*WORK TO COMPLETE:* Give again, word for word, every line in the entries below from the line with "keyed by hour." up to and including the line with "impl Serialize for DayHourMatrix", and no other line.
|---|
#![cfg_attr(feature = "fail-on-warnings", deny(warnings))]
#![warn(clippy::all, clippy::pedantic, clippy::nursery, clippy::cargo)]
#![allow(clippy::multiple_crate_versions, clippy::cargo_common_metadata)]

//! Aggregate statistics bundle and filter catalog types.
//!
//! These are the shapes returned by the aggregation engine and serialized
//! to the front end. Grouped breakdowns serialize as JSON objects whose key
//! order is the order of the underlying list, so top-N rankings survive
//! the trip to the client.

use crash_map_collision_models::GroupValue;
use serde::ser::{SerializeMap as _, Serializer};
use serde::{Deserialize, Serialize};

/// Number of entries kept in the vehicle and factor rankings.
pub const TOP_BREAKDOWN_LIMIT: usize = 10;

/// Number of entries offered for vehicle and factor filter options.
pub const TOP_CATALOG_LIMIT: usize = 15;

/// Maximum number of points in the geographic sample.
pub const GEO_SAMPLE_LIMIT: usize = 500;

/// Count for a single group.
#[derive(Debug, Clone, PartialEq, Eq)]
pub struct GroupCount {
    /// Group value.
    pub key: GroupValue,
    /// Row count or distinct-collision count, depending on the breakdown.
    pub count: u64,
}

impl GroupCount {
    /// Creates a new group count.
    #[must_use]
    pub const fn new(key: GroupValue, count: u64) -> Self {
        Self { key, count }
    }
}

/// An ordered list of group counts, serialized as a JSON object.
#[derive(Debug, Clone, Default, PartialEq, Eq)]
pub struct Breakdown(pub Vec<GroupCount>);

impl Breakdown {
    /// Returns the count for the group whose rendered key equals `key`.
    #[must_use]
    pub fn get(&self, key: &str) -> Option<u64> {
        self.0
            .iter()
            .find(|g| g.key.to_string() == key)
            .map(|g| g.count)
    }

    /// Number of groups.
    #[must_use]
    pub fn len(&self) -> usize {
        self.0.len()
    }

    /// Returns `true` if there are no groups.
    #[must_use]
    pub fn is_empty(&self) -> bool {
        self.0.is_empty()
    }

    /// Iterates the groups in order.
    pub fn iter(&self) -> std::slice::Iter<'_, GroupCount> {
        self.0.iter()
    }

    /// Rendered group keys in order.
    #[must_use]
    pub fn keys(&self) -> Vec<String> {
        self.0.iter().map(|g| g.key.to_string()).collect()
    }

    /// Sum of all counts.
    #[must_use]
    pub fn total(&self) -> u64 {
        self.0.iter().map(|g| g.count).sum()
    }
}

impl From<Vec<GroupCount>> for Breakdown {
    fn from(groups: Vec<GroupCount>) -> Self {
        Self(groups)
    }
}

impl Serialize for Breakdown {
    fn serialize<S: Serializer>(&self, serializer: S) -> Result<S::Ok, S::Error> {
        let mut map = serializer.serialize_map(Some(self.0.len()))?;
        for group in &self.0 {
            map.serialize_entry(&group.key.to_string(), &group.count)?;
        }
        map.end()
    }
}

/// Crash counts for one weekday, keyed by hour.
#[derive(Debug, Clone, PartialEq, Eq)]
pub struct DayHours {
    /// Weekday name (`Monday`..`Sunday`, or `Day_<n>`).
    pub day: String,
    /// Distinct-collision counts per hour of day.
    pub hours: Breakdown,
}

/// Day-of-week x hour-of-day heatmap.
#[derive(Debug, Clone, Default, PartialEq, Eq)]
pub struct DayHourMatrix(pub Vec<DayHours>);

impl DayHourMatrix {
    /// Returns the count for a weekday name and hour.
    #[must_use]
    pub fn get(&self, day: &str, hour: u8) -> Option<u64> {
        self.0
            .iter()
            .find(|d| d.day == day)
            .and_then(|d| d.hours.get(&hour.to_string()))
    }

    /// Weekday names present, in order.
    #[must_use]
    pub fn days(&self) -> Vec<&str> {
        self.0.iter().map(|d| d.day.as_str()).collect()
    }
}

impl Serialize for DayHourMatrix {
    fn serialize<S: Serializer>(&self, serializer: S) -> Result<S::Ok, S::Error> {
        let mut map = serializer.serialize_map(Some(self.0.len()))?;
        for day in &self.0 {
            map.serialize_entry(&day.day, &day.hours)?;
        }
        map.end()
    }
}

/// Distinct persons with and without safety equipment.
#[derive(Debug, Clone, Copy, Default, PartialEq, Eq, Serialize, Deserialize)]
pub struct SafetyStats {
    /// Distinct persons whose safety flag is set.
    pub used: u64,
    /// Distinct persons whose safety flag is explicitly unset.
    pub not_used: u64,
}

/// A validated point for map rendering.
#[derive(Debug, Clone, PartialEq, Serialize, Deserialize)]
#[serde(rename_all = "SCREAMING_SNAKE_CASE")]
pub struct GeoPoint {
    /// Latitude inside the NYC bounds.
    pub latitude: f64,
    /// Longitude inside the NYC bounds.
    pub longitude: f64,
    /// Borough name, `"Unknown"` when absent.
    pub borough: String,
    /// Primary vehicle type.
    #[serde(skip_serializing_if = "Option::is_none")]
    pub vehicle_type: Option<String>,
    /// Injury status.
    #[serde(skip_serializing_if = "Option::is_none")]
    pub injury_type: Option<String>,
    /// Hour of day.
    #[serde(skip_serializing_if = "Option::is_none")]
    pub hour: Option<u8>,
    /// Crash timestamp as `YYYY-MM-DD HH:MM:SS`.
    #[serde(skip_serializing_if = "Option::is_none")]
    pub crash_date: Option<String>,
}

/// The full set of aggregates returned by one stats request.
#[derive(Debug, Clone, PartialEq, Serialize)]
pub struct StatsBundle {
    /// Distinct collisions.
    pub total_crashes: u64,
    /// Person-rows.
    pub total_persons: u64,
    /// Sum of collision-level injured counters over person-rows.
    pub total_injuries: i64,
    /// Sum of collision-level killed counters over person-rows.
    pub total_deaths: i64,
    /// Distinct collisions per borough.
    pub by_borough: Breakdown,
    /// Top vehicle types by person-rows.
    pub by_vehicle: Breakdown,
    /// Top contributing factors by person-rows.
    pub by_factor: Breakdown,
    /// Person-rows per person type.
    pub by_person_type: Breakdown,
    /// Person-rows per injury status.
    pub by_injury: Breakdown,
    /// Distinct collisions per `YYYY-MM`.
    pub by_month: Breakdown,
    /// Distinct collisions per hour of day.
    pub by_hour: Breakdown,
    /// Distinct collisions per weekday and hour.
    pub by_day_hour: DayHourMatrix,
    /// Person-rows per season.
    pub by_season: Breakdown,
    /// Safety equipment usage.
    pub safety_stats: SafetyStats,
    /// Bounded geographic sample.
    pub geo_data: Vec<GeoPoint>,
}

/// Available values for each filterable dimension.
#[derive(Debug, Clone, Default, PartialEq, Eq, Serialize, Deserialize)]
pub struct FilterCatalog {
    /// `"All"` followed by every borough, sorted.
    pub boroughs: Vec<String>,
    /// `"All"` followed by every year, ascending.
    pub years: Vec<String>,
    /// `"All"` followed by the most frequent vehicle types.
    pub vehicle_types: Vec<String>,
    /// `"All"` followed by the most frequent contributing factors.
    pub contributing_factors: Vec<String>,
    /// `"All"` followed by every person type.
    pub person_types: Vec<String>,
    /// `"All"` followed by every injury status.
    pub injury_types: Vec<String>,
}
|---|
*SOLUTION TO THIS EXERCISE:*
/// Crash counts for one weekday, keyed by hour.
#[derive(Debug, Clone, PartialEq, Eq)]
pub struct DayHours {
    /// Weekday name (`Monday`..`Sunday`, or `Day_<n>`).
    pub day: String,
    /// Distinct-collision counts per hour of day.
    pub hours: Breakdown,
}

/// Day-of-week x hour-of-day heatmap.
#[derive(Debug, Clone, Default, PartialEq, Eq)]
pub struct DayHourMatrix(pub Vec<DayHours>);

impl DayHourMatrix {
    /// Returns the count for a weekday name and hour.
    #[must_use]
    pub fn get(&self, day: &str, hour: u8) -> Option<u64> {
        self.0
            .iter()
            .find(|d| d.day == day)
            .and_then(|d| d.hours.get(&hour.to_string()))
    }

    /// Weekday names present, in order.
    #[must_use]
    pub fn days(&self) -> Vec<&str> {
        self.0.iter().map(|d| d.day.as_str()).collect()
    }
}

impl Serialize for DayHourMatrix {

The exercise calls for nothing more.